AI Article Synopsis

  • The study aimed to find the best cut-off values for basal (bCT) and peak stimulated calcitonin (psCT) levels to differentiate between medullary thyroid carcinoma (MTC) and C-cell hyperplasia (CCH).
  • Out of 55 patients with high psCT levels, 20 were diagnosed with MTC, while 35 had CCH, with a bCT level over 17.4 pg/ml and psCT level over 452 pg/ml being the most effective in distinguishing the two conditions.
  • The results highlight that overlapping calcitonin levels can make diagnostic accuracy challenging, and some patients with high psCT levels may actually have differentiated thyroid carcinoma of different origins.

Article Abstract

Background/aim: Medullary thyroid carcinoma (MTC) originates from thyroid C-cells and is a calcitonin-secreting tumor. Calcitonin is also elevated in C-cell hyperplasia (CCH). The objective of the study was to determine the optimal basal (bCT) and peak stimulated calcitonin (psCT) cut-off value for differentiating MTC from CCH, and to examine the histological findings of thyroidectomy in patients with maximum psCT >100 pg/ml.
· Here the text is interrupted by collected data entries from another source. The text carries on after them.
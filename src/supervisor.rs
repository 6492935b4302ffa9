// Child supervision: spawning, line-framed capture, and graceful-then-
// forceful termination of the one wrapped process.
//
// Both I/O backends (pipes, PTY) feed labelled byte chunks into a single
// channel; one pump task does the line framing and ring appends, so the
// framing rules are identical in either mode. Spawning is two-phase:
// `spawn` creates the process with nothing pumping yet, `supervise`
// attaches the pump and exit watcher. That gap is where the server
// sequences restart markers.

use std::collections::HashMap;
use std::path::PathBuf;
use std::process::Stdio;
use std::sync::{Arc, Mutex as StdMutex};
use std::time::Duration;

use anyhow::{Context, Result};
use libc::pid_t;
use portable_pty::{native_pty_system, CommandBuilder, MasterPty, PtySize};
use tokio::io::{AsyncRead, AsyncReadExt};
use tokio::process::Command;
use tokio::sync::{mpsc, watch, Mutex};
use tokio::task::JoinHandle;

use crate::protocol::ProcState;
use crate::ring::{SharedRing, Stream};

/// Default PTY window size.
const PTY_COLS: u16 = 80;
const PTY_ROWS: u16 = 24;

const READ_CHUNK: usize = 4096;
const CHUNK_CHANNEL_CAPACITY: usize = 64;

/// Wait after SIGKILL for the OS to reap the group.
const KILL_REAP_WAIT: Duration = Duration::from_millis(100);

/// What to run and how to capture it.
#[derive(Debug, Clone)]
pub struct ChildSpec {
    pub command: Vec<String>,
    pub cwd: Option<PathBuf>,
    /// Overrides layered on the inherited process environment.
    pub env: Vec<(String, String)>,
    pub use_pty: bool,
}

/// Value summary of the supervised process, readable at any time.
#[derive(Debug, Clone, Copy)]
pub struct ChildState {
    pub pid: Option<u32>,
    pub state: ProcState,
    pub exit_code: Option<i32>,
    pub exit_signal: Option<i32>,
}

impl Default for ChildState {
    fn default() -> Self {
        Self {
            pid: None,
            state: ProcState::Stopped,
            exit_code: None,
            exit_signal: None,
        }
    }
}

/// A spawned process whose output is not yet being delivered. Chunks
/// buffer in the channel until `supervise` attaches the pump, so anything
/// the caller appends to the ring in between is ordered strictly before
/// the child's first line.
pub struct Spawned {
    pub pid: u32,
    chunks: mpsc::Receiver<(Stream, Vec<u8>)>,
    wait: WaitKind,
}

enum WaitKind {
    Pipes(tokio::process::Child),
    Pty {
        child: Box<dyn portable_pty::Child + Send>,
        master: Box<dyn MasterPty + Send>,
    },
}

struct RunningChild {
    pid: u32,
    exited_rx: watch::Receiver<bool>,
    pump: JoinHandle<()>,
    waiter: JoinHandle<()>,
}

pub struct Supervisor {
    spec: ChildSpec,
    ring: SharedRing,
    forward: bool,
    state: Arc<StdMutex<ChildState>>,
    running: Mutex<Option<RunningChild>>,
}

impl Supervisor {
    pub fn new(spec: ChildSpec, ring: SharedRing, forward: bool) -> Self {
        Self {
            spec,
            ring,
            forward,
            state: Arc::new(StdMutex::new(ChildState::default())),
            running: Mutex::new(None),
        }
    }

    /// Snapshot of the current child state.
    pub fn state(&self) -> ChildState {
        *self.state.lock().unwrap()
    }

    /// Spawn then immediately supervise. Used at runner startup where no
    /// marker needs sequencing.
    pub async fn start(&self) -> Result<u32> {
        let spawned = self.spawn().await?;
        let pid = spawned.pid;
        self.supervise(spawned).await;
        Ok(pid)
    }

    /// Spawn the child without pumping its output yet. Failure records an
    /// exited state with a synthetic exit code of 1.
    pub async fn spawn(&self) -> Result<Spawned> {
        {
            let mut st = self.state.lock().unwrap();
            st.state = ProcState::Starting;
            st.pid = None;
            st.exit_code = None;
            st.exit_signal = None;
        }
        let result = if self.spec.use_pty {
            self.spawn_pty()
        } else {
            self.spawn_pipes()
        };
        match result {
            Ok(spawned) => {
                let mut st = self.state.lock().unwrap();
                st.pid = Some(spawned.pid);
                st.state = ProcState::Running;
                Ok(spawned)
            }
            Err(err) => {
                let mut st = self.state.lock().unwrap();
                st.state = ProcState::Exited;
                st.exit_code = Some(1);
                Err(err)
            }
        }
    }

    fn spawn_pipes(&self) -> Result<Spawned> {
        let (program, args) = self
            .spec
            .command
            .split_first()
            .context("empty child command")?;
        let mut command = Command::new(program);
        command
            .args(args)
            .process_group(0)
            .stdin(Stdio::null())
            .stdout(Stdio::piped())
            .stderr(Stdio::piped());
        if let Some(cwd) = &self.spec.cwd {
            command.current_dir(cwd);
        }
        for (key, value) in &self.spec.env {
            command.env(key, value);
        }

        let mut child = command
            .spawn()
            .with_context(|| format!("failed to spawn '{program}'"))?;
        let pid = child.id().context("spawned child has no pid")?;

        let stdout = child.stdout.take().context("child stdout not captured")?;
        let stderr = child.stderr.take().context("child stderr not captured")?;
        let (tx, chunks) = mpsc::channel(CHUNK_CHANNEL_CAPACITY);
        tokio::spawn(read_chunks(stdout, Stream::Stdout, tx.clone()));
        tokio::spawn(read_chunks(stderr, Stream::Stderr, tx));

        Ok(Spawned {
            pid,
            chunks,
            wait: WaitKind::Pipes(child),
        })
    }

    fn spawn_pty(&self) -> Result<Spawned> {
        let pty_system = native_pty_system();
        let pair = pty_system
            .openpty(PtySize {
                rows: PTY_ROWS,
                cols: PTY_COLS,
                pixel_width: 0,
                pixel_height: 0,
            })
            .context("failed to open pty")?;
        let portable_pty::PtyPair { master, slave } = pair;

        let mut cmd = CommandBuilder::new("/bin/sh");
        cmd.arg("-lc");
        cmd.arg(shell_quote(&self.spec.command));
        if let Some(cwd) = &self.spec.cwd {
            cmd.cwd(cwd);
        }
        for (key, value) in &self.spec.env {
            cmd.env(key, value);
        }

        let child = slave
            .spawn_command(cmd)
            .context("failed to spawn pty child")?;
        let pid = child.process_id().context("pty child has no pid")?;
        drop(slave);

        let mut reader = master
            .try_clone_reader()
            .context("failed to clone pty reader")?;
        let (tx, chunks) = mpsc::channel(CHUNK_CHANNEL_CAPACITY);
        // Blocking bridge from the PTY into the async pump channel. Ends on
        // EOF/EIO once the child side closes.
        std::thread::spawn(move || {
            use std::io::Read;
            let mut buf = [0u8; READ_CHUNK];
            loop {
                match reader.read(&mut buf) {
                    Ok(0) | Err(_) => break,
                    Ok(n) => {
                        if tx.blocking_send((Stream::Combined, buf[..n].to_vec())).is_err() {
                            break;
                        }
                    }
                }
            }
        });

        Ok(Spawned {
            pid,
            chunks,
            wait: WaitKind::Pty { child, master },
        })
    }

    /// Attach the line pump and exit watcher to a spawned child.
    pub async fn supervise(&self, spawned: Spawned) {
        let Spawned { pid, chunks, wait } = spawned;
        let (exited_tx, exited_rx) = watch::channel(false);

        let pump = tokio::spawn(pump_lines(chunks, Arc::clone(&self.ring), self.forward));

        let state = Arc::clone(&self.state);
        let waiter = tokio::spawn(async move {
            let (code, signal) = match wait {
                WaitKind::Pipes(mut child) => match child.wait().await {
                    Ok(status) => {
                        use std::os::unix::process::ExitStatusExt;
                        (status.code(), status.signal())
                    }
                    Err(_) => (Some(1), None),
                },
                WaitKind::Pty { mut child, master } => {
                    let status = tokio::task::spawn_blocking(move || child.wait()).await;
                    drop(master);
                    match status {
                        Ok(Ok(status)) => (Some(status.exit_code() as i32), None),
                        _ => (Some(1), None),
                    }
                }
            };
            {
                let mut st = state.lock().unwrap();
                if matches!(st.state, ProcState::Running | ProcState::Starting) {
                    st.state = ProcState::Exited;
                }
                st.pid = None;
                st.exit_code = code;
                st.exit_signal = signal;
            }
            let _ = exited_tx.send(true);
        });

        let mut slot = self.running.lock().await;
        *slot = Some(RunningChild {
            pid,
            exited_rx,
            pump,
            waiter,
        });
    }

    /// Graceful-then-forceful stop. Signals the process group first, falls
    /// back to the pid, escalates to SIGKILL after `grace_ms`, and joins
    /// the I/O pump so every line from this child is in the ring before
    /// the caller appends anything else.
    pub async fn stop(&self, grace_ms: u64) -> Result<()> {
        let mut slot = self.running.lock().await;
        let Some(child) = slot.take() else {
            return Ok(());
        };

        let was_running = self.state().state == ProcState::Running;
        if was_running {
            let pid = child.pid as pid_t;
            match kill(-pid, libc::SIGTERM) {
                KillResult::Delivered | KillResult::NoSuchProcess => {}
                KillResult::Failed => {
                    let _ = kill(pid, libc::SIGTERM);
                }
            }

            let mut exited_rx = child.exited_rx.clone();
            let graceful = tokio::time::timeout(Duration::from_millis(grace_ms), async {
                while !*exited_rx.borrow() {
                    if exited_rx.changed().await.is_err() {
                        break;
                    }
                }
            })
            .await;

            if graceful.is_err() && self.state().state == ProcState::Running {
                if matches!(kill(-pid, libc::SIGKILL), KillResult::Failed) {
                    let _ = kill(pid, libc::SIGKILL);
                }
                tokio::time::sleep(KILL_REAP_WAIT).await;
            }
        }

        let _ = child.waiter.await;
        let _ = child.pump.await;

        // A child that had already exited keeps its exited state; only an
        // actual teardown ends in `stopped`.
        if was_running {
            let mut st = self.state.lock().unwrap();
            st.state = ProcState::Stopped;
            st.pid = None;
        }
        Ok(())
    }
}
Patients And Methods: Fifty-five patients had a maximum calcium-psCT >100 pg/ml and underwent total thyroidectomy.

Results: A total of 20 patients were diagnosed with MTC and the remaining 35 with CCH. A bCT level >17.4 pg/ml and psCT level >452 pg/ml demonstrated the best sensitivity and positive predictive value for differenting MTC from CCH.

Conclusion: The overlap of calcitonin levels between MTC and CCH reduces the accuracy of the calcium stimulation test. Remarkably, an appreciable number of patients with psCT levels >100 pg/ml harbor differentiated thyroid carcinoma of follicular origin.